Back to yoga. Shockingly, I persevered, mostly because of that new thing I'm doing where I keep commitments to myself.
And that's why I chose to go ahead and take the sunset picture, when I finished the practice, the very last light of the day. It is definitely different than what I would have photographed if I had quit, but I not only got to feel great about finishing, but it just means I got to capture that particular moment, that specific version of the skyline.
I also had the opportunity to draw my awareness back to something I know to be so very important in life, which is a tribe. I'll be honest, I am not exactly what you call a social butterfly at yoga, I think mostly because it takes me so inside myself. I haven't exactly made a slew of close friends. But being there with my co-practicers, all of them excelling and struggling in their own unique ways, is so incredibly supportive. Not to mention the awesome instructors, all of whom I have taken different things from that have really helped me continue to get better.
I can tell you that at almost every class I have thought of quitting at least once, but I never have. I am surrounded by support and, I am now aware is an even more important element for me personally, accountability. It's a safe space and I am sure no one would judge me if I got up and quit, but when the 80 something next to me is rocking her humble warrior, I choose to fight through the fire racing up my thighs and finish the flow. I feel like maybe its just the right amount of shame.
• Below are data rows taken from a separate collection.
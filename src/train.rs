//! Mini-batch training with a held-out validation split.
//!
//! [`fit`] mutates the model's parameters in place and reports per-epoch
//! train/validation loss and accuracy through a [`TrainObserver`], so the
//! pipeline is testable without capturing process output. The split is
//! chosen uniformly at random, independent of class balance.

use crate::error::{Neura9Error, Result};
use crate::metrics::accuracy;
use crate::model::Mlp;
use crate::nn::{cross_entropy_grad, sparse_cross_entropy, Adam};
use crate::primitives::Matrix;
use rand::rngs::StdRng;
use rand::seq::SliceRandom;
use rand::SeedableRng;
use std::collections::HashSet;

/// Training hyperparameters.
#[derive(Debug, Clone)]
pub struct TrainConfig {
    /// Number of passes over the training split.
    pub epochs: usize,
    /// Mini-batch size.
    pub batch_size: usize,
    /// Fraction of samples reserved for validation, in `[0, 1)`.
    pub validation_split: f32,
    /// Adam learning rate.
    pub learning_rate: f32,
    /// Seed for the split and the per-epoch shuffles.
    pub seed: Option<u64>,
    /// Downgrade a class-count mismatch from a hard error to a warning.
    ///
    /// Training with fewer distinct labels than output classes leaves dead
    /// output units and silently degrades downstream classification, so the
    /// mismatch fails by default and continuing requires this explicit
    /// opt-in.
    pub allow_class_mismatch: bool,
}

impl Default for TrainConfig {
    fn default() -> Self {
        Self {
            epochs: 40,
            batch_size: 256,
            validation_split: 0.2,
            learning_rate: 1e-3,
            seed: None,
            allow_class_mismatch: false,
        }
    }
}

/// Metrics reported at the end of each epoch.
#[derive(Debug, Clone)]
pub struct EpochMetrics {
    /// 1-based epoch number.
    pub epoch: usize,
    /// Total configured epochs.
    pub epochs: usize,
    pub train_loss: f32,
    pub train_accuracy: f32,
    /// None when the validation split is empty.
    pub val_loss: Option<f32>,
    pub val_accuracy: Option<f32>,
}

/// Progress sink for the trainer.
///
/// The CLI installs a console implementation; tests use `()` or collect
/// the metrics.
pub trait TrainObserver {
    /// Called once per epoch with that epoch's metrics.
    fn epoch_end(&mut self, metrics: &EpochMetrics);

    /// Called for non-fatal conditions the run survives.
    fn warning(&mut self, message: &str) {
        let _ = message;
    }
}

/// No-op observer.
impl TrainObserver for () {
    fn epoch_end(&mut self, _metrics: &EpochMetrics) {}
}

/// Fits the model against the dataset.
///
/// Reserves `validation_split` of the samples (chosen independently of class
/// balance) for once-per-epoch evaluation, shuffles the training order before
/// each pass, and applies mini-batch Adam updates.
///
/// # Errors
///
/// - [`Neura9Error::DimensionMismatch`] when the feature matrix does not
///   match the model's input width, rows and labels disagree, or a label is
///   outside the model's class range.
/// - [`Neura9Error::ClassCountMismatch`] when the number of distinct labels
///   differs from the model's class count and
///   [`TrainConfig::allow_class_mismatch`] is not set.
/// - [`Neura9Error::InvalidHyperparameter`] for a zero batch size or a
///   validation split outside `[0, 1)`.
pub fn fit(
    model: &mut Mlp,
    x: &Matrix<f32>,
    y: &[usize],
    config: &TrainConfig,
    observer: &mut dyn TrainObserver,
) -> Result<()> {
    validate_inputs(model, x, y, config, observer)?;

    let n_samples = x.n_rows();
    let mut rng = match config.seed {
        Some(s) => StdRng::seed_from_u64(s),
        None => StdRng::from_entropy(),
    };

    // Validation split: uniform over samples, no stratification.
    let mut indices: Vec<usize> = (0..n_samples).collect();
    indices.shuffle(&mut rng);
    let n_val = (n_samples as f32 * config.validation_split).round() as usize;
    let (val_indices, train_indices) = indices.split_at(n_val.min(n_samples - 1));

    let x_train = x.select_rows(train_indices);
    let y_train: Vec<usize> = train_indices.iter().map(|&i| y[i]).collect();
    let x_val = x.select_rows(val_indices);
    let y_val: Vec<usize> = val_indices.iter().map(|&i| y[i]).collect();

    let mut optimizer = Adam::new(config.learning_rate);
    let mut order: Vec<usize> = (0..x_train.n_rows()).collect();

    for epoch in 1..=config.epochs {
        order.shuffle(&mut rng);

        let mut loss_sum = 0.0;
        let mut correct = 0;
        for chunk in order.chunks(config.batch_size) {
            let xb = x_train.select_rows(chunk);
            let yb: Vec<usize> = chunk.iter().map(|&i| y_train[i]).collect();
            let (batch_loss, batch_correct) = train_batch(model, &mut optimizer, &xb, &yb);
            loss_sum += batch_loss * chunk.len() as f32;
            correct += batch_correct;
        }

        let n_train = x_train.n_rows();
        let (val_loss, val_accuracy) = if y_val.is_empty() {
            (None, None)
        } else {
            let probs = model.forward(&x_val);
            let loss = sparse_cross_entropy(&probs, &y_val);
            let preds = model.predict(&x_val);
            (Some(loss), Some(accuracy(&preds, &y_val)))
        };

        observer.epoch_end(&EpochMetrics {
            epoch,
            epochs: config.epochs,
            train_loss: loss_sum / n_train as f32,
            train_accuracy: correct as f32 / n_train as f32,
            val_loss,
            val_accuracy,
        });
    }

    Ok(())
}

fn validate_inputs(
    model: &Mlp,
    x: &Matrix<f32>,
    y: &[usize],
    config: &TrainConfig,
    observer: &mut dyn TrainObserver,
) -> Result<()> {
    if config.batch_size == 0 {
        return Err(Neura9Error::InvalidHyperparameter {
            param: "batch_size".to_string(),
            value: "0".to_string(),
            constraint: ">= 1".to_string(),
        });
    }
    if !(0.0..1.0).contains(&config.validation_split) {
        return Err(Neura9Error::InvalidHyperparameter {
            param: "validation_split".to_string(),
            value: config.validation_split.to_string(),
            constraint: "in [0, 1)".to_string(),
        });
    }
    if x.n_cols() != model.input_dim() {
        return Err(Neura9Error::DimensionMismatch {
            expected: format!("{} feature columns", model.input_dim()),
            actual: format!("{}", x.n_cols()),
        });
    }
    if x.n_rows() != y.len() {
        return Err(Neura9Error::DimensionMismatch {
            expected: format!("{} labels", x.n_rows()),
            actual: format!("{}", y.len()),
        });
    }
    if x.n_rows() == 0 {
        return Err(Neura9Error::Other("dataset is empty".to_string()));
    }
    if let Some(&max) = y.iter().max() {
        if max >= model.num_classes() {
            return Err(Neura9Error::DimensionMismatch {
                expected: format!("labels < {}", model.num_classes()),
                actual: max.to_string(),
            });
        }
    }

    let distinct: HashSet<usize> = y.iter().copied().collect();
    if distinct.len() != model.num_classes() {
        if config.allow_class_mismatch {
            observer.warning(&format!(
                "dataset contains {} distinct classes (expected: {})",
                distinct.len(),
                model.num_classes()
            ));
        } else {
            return Err(Neura9Error::ClassCountMismatch {
                found: distinct.len(),
                expected: model.num_classes(),
            });
        }
    }
    Ok(())
}

/// One forward/backward/update cycle on a batch.
///
/// Returns (mean batch loss, correct predictions) computed from the
/// pre-update forward pass.
fn train_batch(
    model: &mut Mlp,
    optimizer: &mut Adam,
    xb: &Matrix<f32>,
    yb: &[usize],
) -> (f32, usize) {
    let cache = model.forward_cached(xb);
    let probs = cache
        .activations
        .last()
        .expect("forward produces at least one activation");
    let loss = sparse_cross_entropy(probs, yb);
    let correct = (0..probs.n_rows())
        .filter(|&r| {
            let row = probs.row_slice(r);
            let mut best = 0;
            for (c, &p) in row.iter().enumerate() {
                if p > row[best] {
                    best = c;
                }
            }
            best == yb[r]
        })
        .count();

    // Backward pass, output layer to input layer.
    let n_layers = model.layers().len();
    let mut d_weights: Vec<Matrix<f32>> = Vec::with_capacity(n_layers);
    let mut d_biases: Vec<Vec<f32>> = Vec::with_capacity(n_layers);
    let mut delta = cross_entropy_grad(probs, yb);

    for li in (0..n_layers).rev() {
        let layer = &model.layers()[li];
        let z = &cache.zs[li];
        let a_prev = &cache.activations[li];

        let dz = layer.activation().backward(&delta, z);

        // dW = dz^T · a_prev, db = column sums of dz
        let dw = dz
            .transpose()
            .matmul(a_prev)
            .expect("backward shapes chain");
        let mut db = vec![0.0; layer.out_features()];
        for r in 0..dz.n_rows() {
            for (o, b) in db.iter_mut().enumerate() {
                *b += dz.get(r, o);
            }
        }
        d_weights.push(dw);
        d_biases.push(db);

        if li > 0 {
            // delta_prev = dz · W
            delta = dz.matmul(layer.weight()).expect("backward shapes chain");
        }
    }
    d_weights.reverse();
    d_biases.reverse();

    let mut params: Vec<&mut [f32]> = Vec::with_capacity(n_layers * 2);
    for layer in model.layers_mut() {
        let (w, b) = layer.params_mut();
        params.push(w);
        params.push(b);
    }
    let mut grads: Vec<&[f32]> = Vec::with_capacity(n_layers * 2);
    for (dw, db) in d_weights.iter().zip(&d_biases) {
        grads.push(dw.as_slice());
        grads.push(db.as_slice());
    }
    optimizer.step(&mut params, &grads);

    (loss, correct)
}
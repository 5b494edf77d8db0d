//! Convenient re-exports for pipeline consumers.
//!
//! ```
//! use neura9::prelude::*;
//!
//! let model = Mlp::classifier(72, NUM_CLASSES, Some(42));
//! assert_eq!(model.num_classes(), NUM_CLASSES);
//! ```

pub use crate::dataset::{load_dataset, NUM_FEATURES};
pub use crate::error::{Neura9Error, Result};
pub use crate::format::{convert, ArtifactReader};
pub use crate::labels::{ThreatLabel, NUM_CLASSES};
pub use crate::model::Mlp;
pub use crate::primitives::{Matrix, Vector};
pub use crate::train::{fit, EpochMetrics, TrainConfig, TrainObserver};
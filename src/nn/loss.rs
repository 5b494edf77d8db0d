//! Sparse cross-entropy loss for multi-class classification.
//!
//! Targets are class indices, not one-hot vectors, matching the trainer's
//! label vector. The gradient is taken jointly through softmax, giving the
//! standard `(p - onehot) / batch` form.
//!
//! # References
//!
//! - Bishop, C. M. (2006). Pattern Recognition and Machine Learning. Springer.

use crate::primitives::Matrix;

/// Floor applied to probabilities before taking the log.
const EPS: f32 = 1e-12;

/// Mean negative log-likelihood of the target classes.
///
/// `probs` is a `(batch, num_classes)` matrix of softmax outputs;
/// `targets[i]` is the class index of sample `i`.
///
/// # Panics
///
/// Panics if `targets` length differs from the batch size or a target
/// index is out of range.
#[must_use]
pub fn sparse_cross_entropy(probs: &Matrix<f32>, targets: &[usize]) -> f32 {
    let (batch, _) = probs.shape();
    assert_eq!(batch, targets.len(), "one target per sample");
    assert!(batch > 0, "batch cannot be empty");

    let mut total = 0.0;
    for (i, &t) in targets.iter().enumerate() {
        let p = probs.get(i, t).max(EPS);
        total -= p.ln();
    }
    total / batch as f32
}

/// Gradient of the mean cross-entropy with respect to the output-layer
/// pre-activations: `(probs - onehot(targets)) / batch`.
///
/// # Panics
///
/// Panics if `targets` length differs from the batch size or a target
/// index is out of range.
#[must_use]
pub fn cross_entropy_grad(probs: &Matrix<f32>, targets: &[usize]) -> Matrix<f32> {
    let (batch, classes) = probs.shape();
    assert_eq!(batch, targets.len(), "one target per sample");

    let scale = 1.0 / batch as f32;
    let mut grad = Matrix::zeros(batch, classes);
    for i in 0..batch {
        for c in 0..classes {
            let indicator = if c == targets[i] { 1.0 } else { 0.0 };
            grad.set(i, c, (probs.get(i, c) - indicator) * scale);
        }
    }
    grad
}

#[cfg(test)]
mod tests {
    use super::*;

    #[test]
    fn test_uniform_probs_loss_is_log_classes() {
        let probs = Matrix::from_vec(2, 4, vec![0.25; 8]).unwrap();
        let loss = sparse_cross_entropy(&probs, &[0, 3]);
        assert!((loss - 4.0_f32.ln()).abs() < 1e-5);
    }

    #[test]
    fn test_confident_correct_prediction_has_low_loss() {
        let probs = Matrix::from_vec(1, 3, vec![0.98, 0.01, 0.01]).unwrap();
        assert!(sparse_cross_entropy(&probs, &[0]) < 0.05);
    }

    #[test]
    fn test_zero_probability_is_clamped() {
        let probs = Matrix::from_vec(1, 2, vec![0.0, 1.0]).unwrap();
        let loss = sparse_cross_entropy(&probs, &[0]);
        assert!(loss.is_finite());
    }

    #[test]
    fn test_grad_matches_probs_minus_onehot() {
        let probs = Matrix::from_vec(2, 2, vec![0.7, 0.3, 0.4, 0.6]).unwrap();
        let grad = cross_entropy_grad(&probs, &[0, 1]);
        // Scaled by 1/batch = 0.5.
        assert!((grad.get(0, 0) - (0.7 - 1.0) * 0.5).abs() < 1e-6);
        assert!((grad.get(0, 1) - 0.3 * 0.5).abs() < 1e-6);
        assert!((grad.get(1, 1) - (0.6 - 1.0) * 0.5).abs() < 1e-6);
    }

    #[test]
    fn test_grad_rows_sum_to_zero() {
        let probs = Matrix::from_vec(1, 3, vec![0.2, 0.5, 0.3]).unwrap();
        let grad = cross_entropy_grad(&probs, &[1]);
        let sum: f32 = grad.row_slice(0).iter().sum();
        assert!(sum.abs() < 1e-6);
    }
}
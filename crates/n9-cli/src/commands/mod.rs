//! CLI subcommand implementations.

pub(crate) mod export;
pub(crate) mod inspect;
pub(crate) mod train;
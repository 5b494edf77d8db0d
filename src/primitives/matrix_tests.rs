use super::*;

#[test]
fn test_from_vec_valid() {
    let m = Matrix::from_vec(2, 2, vec![1.0_f32, 2.0, 3.0, 4.0]).unwrap();
    assert_eq!(m.shape(), (2, 2));
    assert_eq!(m.get(1, 0), 3.0);
}

#[test]
fn test_from_vec_wrong_length() {
    let result = Matrix::from_vec(2, 3, vec![1.0_f32, 2.0]);
    assert!(result.is_err());
}

#[test]
fn test_set_get() {
    let mut m = Matrix::zeros(2, 3);
    m.set(1, 2, 7.5);
    assert_eq!(m.get(1, 2), 7.5);
    assert_eq!(m.get(0, 0), 0.0);
}

#[test]
fn test_row_slice() {
    let m = Matrix::from_vec(2, 3, vec![1.0_f32, 2.0, 3.0, 4.0, 5.0, 6.0]).unwrap();
    assert_eq!(m.row_slice(1), &[4.0, 5.0, 6.0]);
    assert_eq!(m.row(0).as_slice(), &[1.0, 2.0, 3.0]);
}

#[test]
fn test_transpose() {
    let m = Matrix::from_vec(2, 3, vec![1.0_f32, 2.0, 3.0, 4.0, 5.0, 6.0]).unwrap();
    let t = m.transpose();
    assert_eq!(t.shape(), (3, 2));
    assert_eq!(t.get(0, 1), 4.0);
    assert_eq!(t.get(2, 0), 3.0);
}

#[test]
fn test_matmul() {
    // [1 2] [5 6]   [19 22]
    // [3 4] [7 8] = [43 50]
    let a = Matrix::from_vec(2, 2, vec![1.0_f32, 2.0, 3.0, 4.0]).unwrap();
    let b = Matrix::from_vec(2, 2, vec![5.0_f32, 6.0, 7.0, 8.0]).unwrap();
    let c = a.matmul(&b).unwrap();
    assert_eq!(c.as_slice(), &[19.0, 22.0, 43.0, 50.0]);
}

#[test]
fn test_matmul_dimension_mismatch() {
    let a = Matrix::zeros(2, 3);
    let b = Matrix::zeros(2, 3);
    assert!(a.matmul(&b).is_err());
}

#[test]
fn test_select_rows() {
    let m = Matrix::from_vec(3, 2, vec![1.0_f32, 2.0, 3.0, 4.0, 5.0, 6.0]).unwrap();
    let s = m.select_rows(&[2, 0]);
    assert_eq!(s.shape(), (2, 2));
    assert_eq!(s.row_slice(0), &[5.0, 6.0]);
    assert_eq!(s.row_slice(1), &[1.0, 2.0]);
}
I think I will continue to practice at home when I need to, in fact tomorrow I believe it will be necessary as well because of the schedule. I have seen (on Pinterest, obviously) yoga spaces that are separate and special and sanctuary-like, I may look in to trying to achieve something like that if I can. But I have a new found appreciation for this group of strangers I am growing next to, and a renewed energy to honor myself by making my growth a priority.